INSTRUCTIONS FOR THE TASK:
Transcribe exactly the lines that fall between the one holding "the same directory" and the one holding "if index % 2", inclusive, from the entries below.

DATA SHOWN:
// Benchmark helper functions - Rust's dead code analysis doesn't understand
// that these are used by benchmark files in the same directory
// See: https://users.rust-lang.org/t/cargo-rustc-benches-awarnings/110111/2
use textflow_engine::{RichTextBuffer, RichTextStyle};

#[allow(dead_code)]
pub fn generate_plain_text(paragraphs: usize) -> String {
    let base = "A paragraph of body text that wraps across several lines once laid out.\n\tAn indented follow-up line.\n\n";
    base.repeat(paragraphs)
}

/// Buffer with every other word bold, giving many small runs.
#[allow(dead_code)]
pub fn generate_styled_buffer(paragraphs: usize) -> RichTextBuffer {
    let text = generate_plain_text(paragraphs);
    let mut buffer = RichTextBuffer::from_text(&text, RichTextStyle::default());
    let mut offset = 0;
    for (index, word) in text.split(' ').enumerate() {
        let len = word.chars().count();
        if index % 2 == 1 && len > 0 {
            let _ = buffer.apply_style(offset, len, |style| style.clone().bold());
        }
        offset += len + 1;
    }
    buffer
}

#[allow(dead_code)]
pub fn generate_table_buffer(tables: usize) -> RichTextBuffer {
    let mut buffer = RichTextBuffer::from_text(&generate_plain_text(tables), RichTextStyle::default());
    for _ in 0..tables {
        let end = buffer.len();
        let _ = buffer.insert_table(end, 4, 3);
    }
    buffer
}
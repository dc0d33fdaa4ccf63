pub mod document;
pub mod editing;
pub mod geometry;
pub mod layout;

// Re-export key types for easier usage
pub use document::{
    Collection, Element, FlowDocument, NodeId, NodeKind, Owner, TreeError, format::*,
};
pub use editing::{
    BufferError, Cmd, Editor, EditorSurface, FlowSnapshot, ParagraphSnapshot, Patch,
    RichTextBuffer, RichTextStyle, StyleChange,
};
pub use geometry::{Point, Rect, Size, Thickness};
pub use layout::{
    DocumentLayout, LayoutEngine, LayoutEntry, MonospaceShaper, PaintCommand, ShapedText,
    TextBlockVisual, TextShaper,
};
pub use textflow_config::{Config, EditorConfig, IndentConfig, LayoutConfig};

RESPONSE AREA:
// that these are used by benchmark files in the same directory
// See: https://users.rust-lang.org/t/cargo-rustc-benches-awarnings/110111/2
use textflow_engine::{RichTextBuffer, RichTextStyle};

#[allow(dead_code)]
pub fn generate_plain_text(paragraphs: usize) -> String {
    let base = "A paragraph of body text that wraps across several lines once laid out.\n\tAn indented follow-up line.\n\n";
    base.repeat(paragraphs)
}

/// Buffer with every other word bold, giving many small runs.
#[allow(dead_code)]
pub fn generate_styled_buffer(paragraphs: usize) -> RichTextBuffer {
    let text = generate_plain_text(paragraphs);
    let mut buffer = RichTextBuffer::from_text(&text, RichTextStyle::default());
    let mut offset = 0;
    for (index, word) in text.split(' ').enumerate() {
        let len = word.chars().count();
        if index % 2 == 1 && len > 0 {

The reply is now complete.